• _Assigned task_
Each line in the entries below that holds the string "Some" is to be listed.

Dataset entries:

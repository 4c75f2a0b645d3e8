use crate::index::{BPlusTree, IndexError, IndexId};
use crate::record::{Column, RecordError, Schema, SchemaRef};
use crate::storage::{
    BufferPoolManagerRef, PageId, StorageError, CATALOG_META_PAGE_ID, PAGE_SIZE,
};
use crate::table::{TableError, TableHeap};
use itertools::Itertools;
use log::{error, info};
use std::collections::HashMap;
use std::sync::Arc;
use thiserror::Error;

mod meta;

pub use meta::{CatalogMeta, IndexInfo, IndexMetadata, TableInfo, TableMetadata};

pub type TableId = u32;

/// Owns every table and index of one database file: the persistent meta
/// pages, the in-memory name maps and the live `TableInfo`/`IndexInfo`
/// objects that executors borrow.
pub struct CatalogManager {
    bpm: BufferPoolManagerRef,
    meta: CatalogMeta,
    tables: HashMap<TableId, TableInfo>,
    table_names: HashMap<String, TableId>,
    indexes: HashMap<IndexId, IndexInfo>,
    index_names: HashMap<String, HashMap<String, IndexId>>,
    next_table_id: TableId,
    next_index_id: IndexId,
}

impl CatalogManager {
    /// `init` starts an empty catalog and persists it; otherwise the catalog
    /// meta page is deserialized and every table and index is reloaded.
    pub fn new(bpm: BufferPoolManagerRef, init: bool) -> Result<Self, CatalogError> {
        let mut manager = Self {
            bpm,
            meta: CatalogMeta::new(),
            tables: HashMap::new(),
            table_names: HashMap::new(),
            indexes: HashMap::new(),
            index_names: HashMap::new(),
            next_table_id: 0,
            next_index_id: 0,
        };
        if init {
            manager.flush_catalog_meta()?;
            return Ok(manager);
        }
        let meta = {
            let page = manager.bpm.lock().fetch(CATALOG_META_PAGE_ID)?;
            let meta = CatalogMeta::from_bytes(&page.read().buffer);
            manager.bpm.lock().unpin(CATALOG_META_PAGE_ID, false)?;
            meta?
        };
        manager.meta = meta;
        for (table_id, page_id) in manager.meta.table_meta_pages.clone() {
            manager.load_table(table_id, page_id)?;
        }
        for (index_id, page_id) in manager.meta.index_meta_pages.clone() {
            manager.load_index(index_id, page_id)?;
        }
        manager.next_table_id = manager.meta.next_table_id();
        manager.next_index_id = manager.meta.next_index_id();
        Ok(manager)
    }

    fn write_meta_page(&self, page_id: PageId, bytes: &[u8]) -> Result<(), CatalogError> {
        if bytes.len() > PAGE_SIZE {
            error!("serialized meta block of {} bytes overflows a page", bytes.len());
            return Err(CatalogError::Failed);
        }
        let page = self.bpm.lock().fetch(page_id)?;
        {
            let mut page = page.write();
            page.buffer[..bytes.len()].copy_from_slice(bytes);
            page.is_dirty = true;
        }
        self.bpm.lock().unpin(page_id, true)?;
        Ok(())
    }

    fn flush_catalog_meta(&self) -> Result<(), CatalogError> {
        self.write_meta_page(CATALOG_META_PAGE_ID, &self.meta.to_bytes())
    }

    pub fn create_table(
        &mut self,
        table_name: &str,
        schema: SchemaRef,
    ) -> Result<TableId, CatalogError> {
        if self.table_names.contains_key(table_name) {
            return Err(CatalogError::TableAlreadyExists(table_name.to_string()));
        }
        let heap = TableHeap::new(self.bpm.clone(), schema.clone())?;
        let meta_page = match self.bpm.lock().new_page() {
            Ok(page) => page,
            Err(error) => {
                let _ = heap.free_table_heap();
                return Err(error.into());
            }
        };
        let meta_page_id = meta_page.read().page_id.unwrap();
        let table_id = self.next_table_id;
        self.next_table_id += 1;
        let table_meta = TableMetadata::new(table_id, table_name, heap.first_page_id(), schema);
        let bytes = table_meta.to_bytes();
        if bytes.len() > PAGE_SIZE {
            error!("schema of table {} does not fit its meta page", table_name);
            heap.free_table_heap()?;
            self.bpm.lock().unpin(meta_page_id, false)?;
            self.bpm.lock().delete_page(meta_page_id)?;
            return Err(CatalogError::Failed);
        }
        {
            let mut page = meta_page.write();
            page.buffer[..bytes.len()].copy_from_slice(&bytes);
            page.is_dirty = true;
        }
        self.bpm.lock().unpin(meta_page_id, true)?;
        info!("create table {} as id {}", table_name, table_id);
        self.tables.insert(table_id, TableInfo::new(table_meta, heap));
        self.table_names.insert(table_name.to_string(), table_id);
        self.index_names.entry(table_name.to_string()).or_default();
        self.meta.table_meta_pages.insert(table_id, meta_page_id);
        self.flush_catalog_meta()?;
        Ok(table_id)
    }

    /// Create a table together with its constraint indexes: `pk_<table>`
    /// over the primary key columns and `uk_<table>_<col>` for UNIQUE
    /// columns outside the primary key. Primary key columns become NOT NULL
    /// UNIQUE. A failing index creation rolls the whole table back.
    pub fn create_table_with_constraints(
        &mut self,
        table_name: &str,
        schema: SchemaRef,
        primary_key: &[&str],
    ) -> Result<TableId, CatalogError> {
        for column_name in primary_key {
            if schema.column_index(column_name).is_none() {
                return Err(CatalogError::ColumnNameNotFound(column_name.to_string()));
            }
        }
        let columns = schema
            .iter()
            .map(|column| {
                let is_pk_member = primary_key.contains(&column.name.as_str());
                Column {
                    name: column.name.clone(),
                    data_type: column.data_type,
                    table_index: column.table_index,
                    nullable: !is_pk_member && column.nullable,
                    unique: is_pk_member || column.unique,
                }
            })
            .collect_vec();
        let schema: SchemaRef = Arc::new(Schema::new(columns));
        let table_id = self.create_table(table_name, schema.clone())?;
        if !primary_key.is_empty() {
            let index_name = format!("pk_{}", table_name);
            if let Err(err) = self.create_index(table_name, &index_name, primary_key) {
                let _ = self.drop_table(table_name);
                return Err(err);
            }
        }
        let unique_columns = schema
            .iter()
            .filter(|column| column.unique && !primary_key.contains(&column.name.as_str()))
            .map(|column| column.name.clone())
            .collect_vec();
        for column_name in unique_columns {
            let index_name = format!("uk_{}_{}", table_name, column_name);
            if let Err(err) = self.create_index(table_name, &index_name, &[column_name.as_str()]) {
                let _ = self.drop_table(table_name);
                return Err(err);
            }
        }
        Ok(table_id)
    }

    /// Drop a table, its indexes, its heap pages and its meta page.
    pub fn drop_table(&mut self, table_name: &str) -> Result<(), CatalogError> {
        let table_id = *self
            .table_names
            .get(table_name)
            .ok_or_else(|| CatalogError::TableNotFound(table_name.to_string()))?;
        let index_names = self
            .index_names
            .get(table_name)
            .map(|names| names.keys().cloned().collect_vec())
            .unwrap_or_default();
        for index_name in index_names {
            self.drop_index(table_name, &index_name)?;
        }
        let info = self.tables.remove(&table_id).ok_or(CatalogError::Failed)?;
        info.table_heap().free_table_heap()?;
        if let Some(meta_page_id) = self.meta.table_meta_pages.remove(&table_id) {
            self.bpm.lock().delete_page(meta_page_id)?;
        }
        self.table_names.remove(table_name);
        self.index_names.remove(table_name);
        info!("drop table {}", table_name);
        self.flush_catalog_meta()
    }

    /// Create a B+ tree index over the named key columns of a table.
    pub fn create_index(
        &mut self,
        table_name: &str,
        index_name: &str,
        key_columns: &[&str],
    ) -> Result<IndexId, CatalogError> {
        let table_id = *self
            .table_names
            .get(table_name)
            .ok_or_else(|| CatalogError::TableNotFound(table_name.to_string()))?;
        if self
            .index_names
            .get(table_name)
            .map(|names| names.contains_key(index_name))
            .unwrap_or(false)
        {
            return Err(CatalogError::IndexAlreadyExists(index_name.to_string()));
        }
        let table_info = self.tables.get(&table_id).ok_or(CatalogError::Failed)?;
        let mut key_map = vec![];
        for column_name in key_columns {
            let column_index = table_info
                .schema()
                .column_index(column_name)
                .ok_or_else(|| CatalogError::ColumnNameNotFound(column_name.to_string()))?;
            key_map.push(column_index);
        }
        if key_map.is_empty() {
            return Err(CatalogError::Failed);
        }
        let meta_page = self.bpm.lock().new_page()?;
        let meta_page_id = meta_page.read().page_id.unwrap();
        let index_id = self.next_index_id;
        self.next_index_id += 1;
        let index_meta = IndexMetadata::new(index_id, index_name, table_id, key_map.clone());
        let bytes = index_meta.to_bytes();
        {
            let mut page = meta_page.write();
            page.buffer[..bytes.len()].copy_from_slice(&bytes);
            page.is_dirty = true;
        }
        self.bpm.lock().unpin(meta_page_id, true)?;
        let key_schema: SchemaRef = Arc::new(table_info.schema().key_schema(&key_map));
        let tree = BPlusTree::new(index_id, self.bpm.clone(), key_schema.clone(), None, None)?;
        info!("create index {} on {} as id {}", index_name, table_name, index_id);
        self.indexes
            .insert(index_id, IndexInfo::new(index_meta, key_schema, tree));
        self.index_names
            .entry(table_name.to_string())
            .or_default()
            .insert(index_name.to_string(), index_id);
        self.meta.index_meta_pages.insert(index_id, meta_page_id);
        self.flush_catalog_meta()?;
        Ok(index_id)
    }

    /// Drop an index: destroy its tree pages, delete its meta page and
    /// forget it.
    pub fn drop_index(&mut self, table_name: &str, index_name: &str) -> Result<(), CatalogError> {
        let index_id = *self
            .index_names
            .get(table_name)
            .and_then(|names| names.get(index_name))
            .ok_or_else(|| CatalogError::IndexNotFound(index_name.to_string()))?;
        let info = self.indexes.remove(&index_id).ok_or(CatalogError::Failed)?;
        info.index().destroy()?;
        if let Some(meta_page_id) = self.meta.index_meta_pages.remove(&index_id) {
            self.bpm.lock().delete_page(meta_page_id)?;
        }
        if let Some(names) = self.index_names.get_mut(table_name) {
            names.remove(index_name);
        }
        info!("drop index {} on {}", index_name, table_name);
        self.flush_catalog_meta()
    }

    pub fn get_table(&self, table_name: &str) -> Result<&TableInfo, CatalogError> {
        let table_id = self
            .table_names
            .get(table_name)
            .ok_or_else(|| CatalogError::TableNotFound(table_name.to_string()))?;
        self.tables.get(table_id).ok_or(CatalogError::Failed)
    }

    pub fn get_table_by_id(&self, table_id: TableId) -> Result<&TableInfo, CatalogError> {
        self.tables
            .get(&table_id)
            .ok_or_else(|| CatalogError::TableNotFound(format!("table id {}", table_id)))
    }

    pub fn get_tables(&self) -> Vec<&TableInfo> {
        self.tables.values().collect_vec()
    }

    pub fn get_index(
        &self,
        table_name: &str,
        index_name: &str,
    ) -> Result<&IndexInfo, CatalogError> {
        if !self.table_names.contains_key(table_name) {
            return Err(CatalogError::TableNotFound(table_name.to_string()));
        }
        let index_id = self
            .index_names
            .get(table_name)
            .and_then(|names| names.get(index_name))
            .ok_or_else(|| CatalogError::IndexNotFound(index_name.to_string()))?;
        self.indexes.get(index_id).ok_or(CatalogError::Failed)
    }

    pub fn get_table_indexes(&self, table_name: &str) -> Result<Vec<&IndexInfo>, CatalogError> {
        let names = self
            .index_names
            .get(table_name)
            .ok_or_else(|| CatalogError::TableNotFound(table_name.to_string()))?;
        Ok(names
            .values()
            .filter_map(|index_id| self.indexes.get(index_id))
            .collect_vec())
    }

    fn load_table(&mut self, table_id: TableId, page_id: PageId) -> Result<(), CatalogError> {
        let table_meta = {
            let page = self.bpm.lock().fetch(page_id)?;
            let meta = TableMetadata::from_bytes(&page.read().buffer);
            self.bpm.lock().unpin(page_id, false)?;
            meta?
        };
        let heap = TableHeap::open(
            self.bpm.clone(),
            table_meta.first_page_id,
            table_meta.schema.clone(),
        );
        self.table_names
            .insert(table_meta.table_name.clone(), table_id);
        self.index_names
            .entry(table_meta.table_name.clone())
            .or_default();
        self.tables.insert(table_id, TableInfo::new(table_meta, heap));
        Ok(())
    }

    fn load_index(&mut self, index_id: IndexId, page_id: PageId) -> Result<(), CatalogError> {
        let index_meta = {
            let page = self.bpm.lock().fetch(page_id)?;
            let meta = IndexMetadata::from_bytes(&page.read().buffer);
            self.bpm.lock().unpin(page_id, false)?;
            meta?
        };
        let table_info = self
            .tables
            .get(&index_meta.table_id)
            .ok_or_else(|| CatalogError::TableNotFound(format!("table id {}", index_meta.table_id)))?;
        let key_schema: SchemaRef =
            Arc::new(table_info.schema().key_schema(&index_meta.key_map));
        let table_name = table_info.table_name().to_string();
        let tree = BPlusTree::new(index_id, self.bpm.clone(), key_schema.clone(), None, None)?;
        self.index_names
            .entry(table_name)
            .or_default()
            .insert(index_meta.index_name.clone(), index_id);
        self.indexes
            .insert(index_id, IndexInfo::new(index_meta, key_schema, tree));
        Ok(())
    }
}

• _Reply_
        if let Some(meta_page_id) = self.meta.table_meta_pages.remove(&table_id) {
        if let Some(meta_page_id) = self.meta.index_meta_pages.remove(&index_id) {
        if let Some(names) = self.index_names.get_mut(table_name) {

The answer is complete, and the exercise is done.